Given the listing below, write out exactly the lines starting with the line that has "let combat = &state.combat;" and going on through the line that has "TimelineEntry::new(state, *id, selected))", both kept.

Records for the task below:

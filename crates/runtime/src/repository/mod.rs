//! Save/load layer for tracker sessions.
//!
//! A [`SaveFile`] is the versioned on-disk record of a session. Repositories
//! store save files under named slots; the free functions [`write_save`] and
//! [`read_save`] handle arbitrary paths chosen by the user.

mod error;
mod file;
mod memory;
mod traits;
mod types;

pub use error::{RepositoryError, Result};
pub use file::{FileSaveRepository, SAVE_EXTENSION, read_save, write_save};
pub use memory::InMemorySaveRepository;
pub use traits::{SaveRepository, validate_slot};
pub use types::{
    CombatRecord, EntityRecord, FORMAT_VERSION, JoinRollRecord, LegacyEntity, LegacySave,
    PopulationRecord, PositionRecord, SaveFile,
};
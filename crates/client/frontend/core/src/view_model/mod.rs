//! View-model snapshots derived from a [`TrackerSession`].
mod presentation;

pub use presentation::PresentationMapper;

use runtime::TrackerSession;
use tracker_core::{ActionRecord, Color, CombatPhase, EntityId, Tick, TrackerState};

use crate::message::{MessageEntry, MessageLog};

/// High-level snapshot of the session used by presentation layers.
#[derive(Clone, Debug)]
pub struct ViewModel {
    pub phase: CombatPhase,
    pub current_tick: Option<Tick>,
    pub roster: Vec<RosterRow>,
    pub timeline: Vec<TimelineRow>,
    pub details: Option<EntityDetails>,
    pub undo: Option<String>,
    pub redo: Option<String>,
    pub dirty: bool,
    pub messages: Vec<MessageEntry>,
}

impl ViewModel {
    pub fn from_session(session: &TrackerSession, messages: &MessageLog, message_limit: usize) -> Self {
        let mut view = Self::from_state(session.state());
        view.undo = session.undo_label().map(str::to_string);
        view.redo = session.redo_label().map(str::to_string);
        view.dirty = session.is_dirty();
        view.messages = messages.recent(message_limit).cloned().collect();
        view
    }

    pub fn from_state(state: &TrackerState) -> Self {
        let combat = &state.combat;
        let selected = state.population.selected();
        let acting = combat.acting_now();

        let roster = state
            .population
            .iter()
            .map(|entity| RosterRow {
                id: entity.id(),
                name: entity.name().to_string(),
                color: entity.color(),
                tick: combat.positions().tick_of(entity.id()),
                join_roll: combat.join_roll(entity.id()),
                acting: acting.contains(&entity.id()),
                selected: selected == Some(entity.id()),
            })
            .collect();

        let timeline = match combat.phase() {
            CombatPhase::Combat => combat
                .positions()
                .iter()
                .map(|(tick, ids)| TimelineRow {
                    tick,
                    is_current: combat.current_tick() == Some(tick),
                    entries: ids
                        .iter()
                        .map(|id| TimelineEntry::new(state, *id, selected))
                        .collect(),
                })
                .collect(),
            // Before combat the timeline previews join rolls, best first.
            CombatPhase::Join => combat
                .ranked_rolls()
                .into_iter()
                .map(|(id, successes)| TimelineRow {
                    tick: Tick(u64::from(successes)),
                    is_current: false,
                    entries: vec![TimelineEntry::new(state, id, selected)],
                })
                .collect(),
        };

        let details = state.population.selected_entity().map(|entity| EntityDetails {
            id: entity.id(),
            name: entity.name().to_string(),
            color: entity.color(),
            description: entity.description().to_string(),
            history: entity.history().to_vec(),
            tick: combat.positions().tick_of(entity.id()),
            join_roll: combat.join_roll(entity.id()),
        });

        Self {
            phase: combat.phase(),
            current_tick: combat.current_tick(),
            roster,
            timeline,
            details,
            undo: None,
            redo: None,
            dirty: false,
            messages: Vec::new(),
        }
    }

    pub fn selected_row(&self) -> Option<usize> {
        self.roster.iter().position(|row| row.selected)
    }
}

#[derive(Clone, Debug, PartialEq, Eq)]
pub struct RosterRow {
    pub id: EntityId,
    pub name: String,
    pub color: Color,
    pub tick: Option<Tick>,
    pub join_roll: Option<u32>,
    pub acting: bool,
    pub selected: bool,
}

/// One occupied tick; during the join phase, one join roll.
#[derive(Clone, Debug, PartialEq, Eq)]
pub struct TimelineRow {
    pub tick: Tick,
    pub is_current: bool,
    pub entries: Vec<TimelineEntry>,
}

#[derive(Clone, Debug, PartialEq, Eq)]
pub struct TimelineEntry {
    pub id: EntityId,
    pub name: String,
    pub color: Color,
    pub selected: bool,
}

impl TimelineEntry {
    fn new(state: &TrackerState, id: EntityId, selected: Option<EntityId>) -> Self {
        Self {
            id,
            name: state.display_name(id),
            color: state
                .population
                .get(id)
                .map(|entity| entity.color())
                .unwrap_or_default(),
            selected: selected == Some(id),
        }
    }
}

#[derive(Clone, Debug, PartialEq, Eq)]
pub struct EntityDetails {
    pub id: EntityId,
    pub name: String,
    pub color: Color,
    pub description: String,
    pub history: Vec<ActionRecord>,
    pub tick: Option<Tick>,
    pub join_roll: Option<u32>,
}

#[cfg(test)]
mod tests {
    use runtime::{Command, SessionOptions};

    use super::*;

    fn add(session: &mut TrackerSession, name: &str) -> EntityId {
        session
            .execute(Command::AddEntity {
                name: name.into(),
                color: None,
            })
            .expect("add")
            .created
            .expect("created")
    }

    #[test]
    fn join_phase_previews_rolls_best_first() {
        let mut session = TrackerSession::new(SessionOptions::default());
        let sun = add(&mut session, "Sun");
        let moon = add(&mut session, "Moon");
        session
            .execute(Command::RecordJoinRoll { entity: moon, successes: 4 })
            .unwrap();
        session
            .execute(Command::RecordJoinRoll { entity: sun, successes: 2 })
            .unwrap();

        let view = ViewModel::from_session(&session, &MessageLog::new(4), 4);
        assert_eq!(view.phase, CombatPhase::Join);
        let order: Vec<_> = view.timeline.iter().map(|row| row.entries[0].id).collect();
        assert_eq!(order, vec![moon, sun]);
        assert_eq!(view.undo.as_deref(), Some("join roll 2 for #1"));
        assert!(view.dirty);
    }

    #[test]
    fn combat_marks_acting_and_current_tick() {
        let mut session = TrackerSession::new(SessionOptions::default());
        let sun = add(&mut session, "Sun");
        let moon = add(&mut session, "Moon");
        for (entity, successes) in [(sun, 3), (moon, 1)] {
            session
                .execute(Command::RecordJoinRoll { entity, successes })
                .unwrap();
        }
        session.execute(Command::BeginCombat).unwrap();
        session.execute(Command::Select(Some(moon))).unwrap();

        let view = ViewModel::from_state(session.state());
        assert_eq!(view.current_tick, Some(Tick(0)));
        assert!(view.roster[0].acting);
        assert!(!view.roster[1].acting);
        assert_eq!(view.selected_row(), Some(1));
        assert!(view.timeline[0].is_current);
        assert_eq!(view.timeline[1].tick, Tick(2));
        assert!(view.timeline[1].entries[0].selected);
        assert_eq!(view.details.map(|d| d.tick), Some(Some(Tick(2))));
    }
}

End of Records for the task.

• [Solution to the problem]:
        let combat = &state.combat;
        let selected = state.population.selected();
        let acting = combat.acting_now();

        let roster = state
            .population
            .iter()
            .map(|entity| RosterRow {
                id: entity.id(),
                name: entity.name().to_string(),
                color: entity.color(),
                tick: combat.positions().tick_of(entity.id()),
                join_roll: combat.join_roll(entity.id()),
                acting: acting.contains(&entity.id()),
                selected: selected == Some(entity.id()),
            })
            .collect();

        let timeline = match combat.phase() {
            CombatPhase::Combat => combat
                .positions()
                .iter()
                .map(|(tick, ids)| TimelineRow {
                    tick,
                    is_current: combat.current_tick() == Some(tick),
                    entries: ids
                        .iter()
                        .map(|id| TimelineEntry::new(state, *id, selected))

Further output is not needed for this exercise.